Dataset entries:
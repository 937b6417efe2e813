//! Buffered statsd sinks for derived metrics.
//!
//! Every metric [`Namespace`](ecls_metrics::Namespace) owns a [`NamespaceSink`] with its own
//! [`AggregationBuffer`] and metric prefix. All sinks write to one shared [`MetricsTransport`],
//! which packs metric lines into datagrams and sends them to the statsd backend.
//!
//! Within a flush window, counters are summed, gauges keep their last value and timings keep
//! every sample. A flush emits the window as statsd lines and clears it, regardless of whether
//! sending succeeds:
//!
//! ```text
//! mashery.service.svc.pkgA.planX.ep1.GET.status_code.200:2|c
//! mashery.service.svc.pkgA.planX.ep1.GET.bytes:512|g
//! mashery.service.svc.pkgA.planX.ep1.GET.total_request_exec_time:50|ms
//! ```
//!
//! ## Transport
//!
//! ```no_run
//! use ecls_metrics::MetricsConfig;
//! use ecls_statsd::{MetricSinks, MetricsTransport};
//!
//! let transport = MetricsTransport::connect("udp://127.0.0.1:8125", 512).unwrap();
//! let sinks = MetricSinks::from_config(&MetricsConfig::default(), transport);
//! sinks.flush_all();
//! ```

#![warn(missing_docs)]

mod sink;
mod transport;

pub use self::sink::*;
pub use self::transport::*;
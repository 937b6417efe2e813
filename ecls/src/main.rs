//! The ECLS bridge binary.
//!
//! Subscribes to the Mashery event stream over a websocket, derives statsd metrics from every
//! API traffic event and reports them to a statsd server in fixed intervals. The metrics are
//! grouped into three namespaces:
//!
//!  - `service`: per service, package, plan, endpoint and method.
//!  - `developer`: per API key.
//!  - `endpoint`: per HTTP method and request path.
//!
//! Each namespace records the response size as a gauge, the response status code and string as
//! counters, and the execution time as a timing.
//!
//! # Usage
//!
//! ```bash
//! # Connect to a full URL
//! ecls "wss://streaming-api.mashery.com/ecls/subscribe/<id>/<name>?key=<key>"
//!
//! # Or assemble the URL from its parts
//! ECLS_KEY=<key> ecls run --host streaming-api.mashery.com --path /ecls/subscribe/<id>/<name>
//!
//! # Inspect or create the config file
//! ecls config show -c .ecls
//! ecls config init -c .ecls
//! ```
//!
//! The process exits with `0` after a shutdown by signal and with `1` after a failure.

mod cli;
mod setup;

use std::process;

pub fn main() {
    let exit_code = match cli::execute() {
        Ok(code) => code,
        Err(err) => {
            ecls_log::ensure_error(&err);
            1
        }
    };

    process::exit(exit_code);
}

TASK BRIEF: Output each record exactly, leaving nothing out.

ANSWER SECTION:
repository 937b6417efe2e813
//! Buffered statsd sinks for derived metrics.
//!
//! Every metric [`Namespace`](ecls_metrics::Namespace) owns a [`NamespaceSink`] with its own
//! [`AggregationBuffer`] and metric prefix. All sinks write to one shared [`MetricsTransport`],
//! which packs metric lines into datagrams and sends them to the statsd backend.
//!
//! Within a flush window, counters are summed, gauges keep their last value and timings keep
//! every sample. A flush emits the window as statsd lines and clears it, regardless of whether
//! sending succeeds:
//!
//! ```text
//! mashery.service.svc.pkgA.planX.ep1.GET.status_code.200:2|c
//! mashery.service.svc.pkgA.planX.ep1.GET.bytes:512|g
//! mashery.service.svc.pkgA.planX.ep1.GET.total_request_exec_time:50|ms
//! ```
//!
//! ## Transport
//!
//! ```no_run
//! use ecls_metrics::MetricsConfig;
//! use ecls_statsd::{MetricSinks, MetricsTransport};
//!
//! let transport = MetricsTransport::connect("udp://127.0.0.1:8125", 512).unwrap();
//! let sinks = MetricSinks::from_config(&MetricsConfig::default(), transport);
//! sinks.flush_all();
//! ```

#![warn(missing_docs)]

mod sink;
mod transport;

pub use self::sink::*;
pub use self::transport::*;
repository 937b6417efe2e813
filename ecls/src/main.rs
//! The ECLS bridge binary.
//!
//! Subscribes to the Mashery event stream over a websocket, derives statsd metrics from every
//! API traffic event and reports them to a statsd server in fixed intervals. The metrics are
//! grouped into three namespaces:
//!
//!  - `service`: per service, package, plan, endpoint and method.
//!  - `developer`: per API key.
//!  - `endpoint`: per HTTP method and request path.
//!
//! Each namespace records the response size as a gauge, the response status code and string as
//! counters, and the execution time as a timing.
//!
//! # Usage
//!
//! ```bash
//! # Connect to a full URL
//! ecls "wss://streaming-api.mashery.com/ecls/subscribe/<id>/<name>?key=<key>"
//!
//! # Or assemble the URL from its parts
//! ECLS_KEY=<key> ecls run --host streaming-api.mashery.com --path /ecls/subscribe/<id>/<name>
//!
//! # Inspect or create the config file
//! ecls config show -c .ecls
//! ecls config init -c .ecls
//! ```
//!
//! The process exits with `0` after a shutdown by signal and with `1` after a failure.

mod cli;
mod setup;

use std::process;

pub fn main() {
    let exit_code = match cli::execute() {
        Ok(code) => code,
        Err(err) => {
            ecls_log::ensure_error(&err);
            1
        }
    };

    process::exit(exit_code);
}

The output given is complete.